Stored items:
//! bunshin-glob: Glob matching and async file walking.
//!
//! Provides:
//! - **glob_match**: Shell-style glob pattern matching with brace expansion
//! - **GlobPath**: Path-aware glob matching with `**` (globstar) support
//! - **FileWalker**: Async recursive directory walker, generic over `WalkerFs`
//!
//! The walker is generic over `WalkerFs`, a minimal read-only filesystem trait.
//! Consumers implement `WalkerFs` to adapt their own storage backend.

pub mod glob;
mod path;
mod walker;

pub use glob::{contains_glob, expand_braces, glob_match};
pub use path::{GlobPath, PatternError};
pub use walker::{EntryTypes, FileWalker, WalkOptions};

use async_trait::async_trait;
use std::path::Path;
use thiserror::Error;

/// Errors from filesystem operations within the walker.
#[derive(Debug, Error)]
pub enum WalkerError {
    #[error("not found: {0}")]
    NotFound(String),
    #[error("permission denied: {0}")]
    PermissionDenied(String),
    #[error("io error: {0}")]
    Io(String),
}

/// Minimal read-only filesystem abstraction for the walker.
///
/// Implement this trait to adapt a storage backend (in-memory table,
/// real disk, key-value store) to `FileWalker`.
#[async_trait]
pub trait WalkerFs: Send + Sync {
    /// The directory entry type returned by `list_dir`.
    type DirEntry: WalkerDirEntry;

    /// List the entries in a directory.
    async fn list_dir(&self, path: &Path) -> Result<Vec<Self::DirEntry>, WalkerError>;

    /// Check if a path is a directory.
    async fn is_dir(&self, path: &Path) -> bool;

    /// Check if a path exists.
    async fn exists(&self, path: &Path) -> bool;
}

/// A single entry returned by `WalkerFs::list_dir`.
pub trait WalkerDirEntry: Send {
    /// The entry name (file or directory name, not full path).
    fn name(&self) -> &str;

    /// True if this entry is a directory.
    fn is_dir(&self) -> bool;

    /// True if this entry is a regular file.
    fn is_file(&self) -> bool;

    /// True if this entry is a symbolic link.
    fn is_symlink(&self) -> bool;
}
//! GlobEngine: find files by glob pattern.

use std::sync::Arc;

use async_trait::async_trait;
use serde::Deserialize;

use crate::backend::FileBackend;

use super::{check_path, parse_params, ToolEngine, ToolResponse};

pub struct GlobEngine {
    backend: Arc<dyn FileBackend>,
}

impl GlobEngine {
    pub fn new(backend: Arc<dyn FileBackend>) -> Self {
        Self { backend }
    }
}

fn default_path() -> String {
    "/".to_string()
}

#[derive(Deserialize)]
struct GlobParams {
    pattern: String,
    #[serde(default = "default_path")]
    path: String,
}

#[async_trait]
impl ToolEngine for GlobEngine {
    fn name(&self) -> &str {
        "glob"
    }

    fn description(&self) -> &str {
        "Find files whose paths match a glob pattern, searched recursively"
    }

    fn schema(&self) -> serde_json::Value {
        serde_json::json!({
            "type": "object",
            "properties": {
                "pattern": {
                    "type": "string",
                    "description": "Glob pattern, e.g. **/*.rs or docs/{a,b}/*.md"
                },
                "path": {
                    "type": "string",
                    "description": "Absolute directory to search from. Defaults to /."
                }
            },
            "required": ["pattern"]
        })
    }

    #[tracing::instrument(skip(self, params), name = "engine.glob")]
    async fn invoke(&self, params: &str) -> ToolResponse {
        let p: GlobParams = match parse_params(params) {
            Ok(v) => v,
            Err(resp) => return resp,
        };
        if p.pattern.is_empty() {
            return ToolResponse::invalid_params("pattern must not be empty");
        }
        if let Err(resp) = check_path(&p.path) {
            return resp;
        }

        match self.backend.glob(&p.pattern, &p.path).await {
            Ok(hits) => {
                if hits.is_empty() {
                    return ToolResponse::success("No files found");
                }
                let lines: Vec<&str> = hits.iter().map(|e| e.path.as_str()).collect();
                ToolResponse::success(lines.join("\n"))
            }
            Err(e) => ToolResponse::failure(e),
        }
    }
}
impl Delegator {
    pub fn new(runner: Arc<dyn TaskRunner>, max_concurrency: usize) -> Self {
        Self {
            runner,
            max_concurrency: max_concurrency.max(1),
            task_timeout: None,
        }
    }

    /// Fail any single task that runs longer than this.
    pub fn with_task_timeout(mut self, timeout: Duration) -> Self {
        self.task_timeout = Some(timeout);
        self
    }

    /// Run a batch to completion over a forkable parent.
    pub async fn delegate(
        &self,
        base: &Arc<MemoryBackend>,
        tasks: Vec<TaskSpec>,
        policy: IsolationPolicy,
    ) -> DelegationReport {
        self.delegate_with_cancel(base, tasks, policy, CancellationToken::new())
            .await
    }

    /// Run a batch, stopping early when `cancel` fires. Tasks already
    /// finished keep their results; running and queued tasks report
    /// `Cancelled`.
    pub async fn delegate_with_cancel(
        &self,
        base: &Arc<MemoryBackend>,
        tasks: Vec<TaskSpec>,
        policy: IsolationPolicy,
        cancel: CancellationToken,
    ) -> DelegationReport {
        let items = tasks
            .into_iter()
            .map(|task| {
                let fork = match policy {
                    IsolationPolicy::Isolated => Some(Arc::new(
                        base.fork(format!("{}:{}", base.name(), task.name)),
                    )),
                    IsolationPolicy::Shared => None,
                };
                let view: Arc<dyn FileBackend> = match &fork {
                    Some(f) => Arc::clone(f) as _,
                    None => Arc::clone(base) as _,
                };
                (task, fork, view)
            })
            .collect();

        let (reports, journals) = self.run_batch(items, cancel).await;
        let merge_conflicts = merge_journals(base, journals);
        DelegationReport {
            reports,
            merge_conflicts,
        }
    }

    /// Run a batch directly over any backend: a composite namespace, the
    /// local filesystem, or anything else behind the trait. Tasks share
    /// the view, so there is no fork and nothing to merge back.
    pub async fn delegate_shared(
        &self,
        view: Arc<dyn FileBackend>,
        tasks: Vec<TaskSpec>,
    ) -> DelegationReport {
        self.delegate_shared_with_cancel(view, tasks, CancellationToken::new())
            .await
    }

    pub async fn delegate_shared_with_cancel(
        &self,
        view: Arc<dyn FileBackend>,
        tasks: Vec<TaskSpec>,
        cancel: CancellationToken,
    ) -> DelegationReport {
        let items = tasks
            .into_iter()
            .map(|task| (task, None, Arc::clone(&view)))
            .collect();
        let (reports, _) = self.run_batch(items, cancel).await;
        DelegationReport {
            reports,
            merge_conflicts: Vec::new(),
        }
    }

    /// Spawn every task and collect outcomes in submission order.
    async fn run_batch(
        &self,
        items: Vec<(TaskSpec, Option<Arc<MemoryBackend>>, Arc<dyn FileBackend>)>,
        cancel: CancellationToken,
    ) -> (Vec<TaskReport>, Vec<(String, Vec<JournalEntry>)>) {
        let semaphore = Arc::new(Semaphore::new(self.max_concurrency));
        let mut handles = Vec::with_capacity(items.len());

        for (task, fork, view) in items {
            let view: Arc<dyn FileBackend> = if let Some(prefix) = task.scope.clone() {
                match ScopedBackend::new(view, &prefix) {
                    Ok(scoped) => Arc::new(scoped),
                    Err(e) => {
                        let name = task.name;
                        handles.push(tokio::spawn(async move {
                            (
                                name,
                                TaskOutcome::Failed {
                                    error: format!("invalid scope: {e}"),
                                },
                                None::<Vec<JournalEntry>>,
                            )
                        }));
                        continue;
                    }
                }
            } else {
                view
            };

            let runner = Arc::clone(&self.runner);
            let semaphore = Arc::clone(&semaphore);
            let cancel = cancel.clone();
            let task_timeout = self.task_timeout;
            let name = task.name.clone();

            let handle = tokio::spawn(async move {
                let _permit = tokio::select! {
                    _ = cancel.cancelled() => return (name, TaskOutcome::Cancelled, None),
                    permit = semaphore.acquire_owned() => match permit {
                        Ok(p) => p,
                        Err(_) => {
                            return (
                                name,
                                TaskOutcome::Failed {
                                    error: BackendError::cancelled("scheduler shut down")
                                        .to_string(),
                                },
                                None,
                            )
                        }
                    },
                };
                if cancel.is_cancelled() {
                    return (name, TaskOutcome::Cancelled, None);
                }

                tracing::debug!(task = %name, "task starting");
                let work = runner.run(&task, view);
                let result = tokio::select! {
                    _ = cancel.cancelled() => {
                        tracing::debug!(task = %name, "task cancelled");
                        return (name, TaskOutcome::Cancelled, None);
                    }
                    result = async {
                        match task_timeout {
                            Some(t) => match tokio::time::timeout(t, work).await {
                                Ok(r) => r,
                                Err(_) => Err(BackendError::cancelled(format!(
                                    "task timed out after {t:?}"
                                ))
                                .into()),
                            },
                            None => work.await,
                        }
                    } => result,
                };

                match result {
                    Ok(output) => {
                        let journal = fork.map(|f| f.take_journal());
                        (name, TaskOutcome::Completed { output }, journal)
                    }
                    Err(e) => {
                        tracing::warn!(task = %name, error = %e, "task failed");
                        (name, TaskOutcome::Failed { error: e.to_string() }, None)
                    }
                }
            });
            handles.push(handle);
        }

        // Collect in submission order so the report is stable no matter
        // which task finished first.
        let mut reports = Vec::with_capacity(handles.len());
        let mut journals: Vec<(String, Vec<JournalEntry>)> = Vec::new();
        for handle in handles {
            match handle.await {
                Ok((name, outcome, journal)) => {
                    if let Some(entries) = journal {
                        journals.push((name.clone(), entries));
                    }
                    reports.push(TaskReport {
                        task: name,
                        outcome,
                    });
                }
                Err(e) => reports.push(TaskReport {
                    task: "<unknown>".to_string(),
                    outcome: TaskOutcome::Failed {
                        error: format!("task panicked: {e}"),
                    },
                }),
            }
        }

        (reports, journals)
    }
}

**YOUR ASSIGNMENT:**
Find every line in the records that has the word "WalkerFs". Copy those lines.

**YOUR RESPONSE:**
//! - **FileWalker**: Async recursive directory walker, generic over `WalkerFs`
//! The walker is generic over `WalkerFs`, a minimal read-only filesystem trait.
//! Consumers implement `WalkerFs` to adapt their own storage backend.
pub trait WalkerFs: Send + Sync {
/// A single entry returned by `WalkerFs::list_dir`.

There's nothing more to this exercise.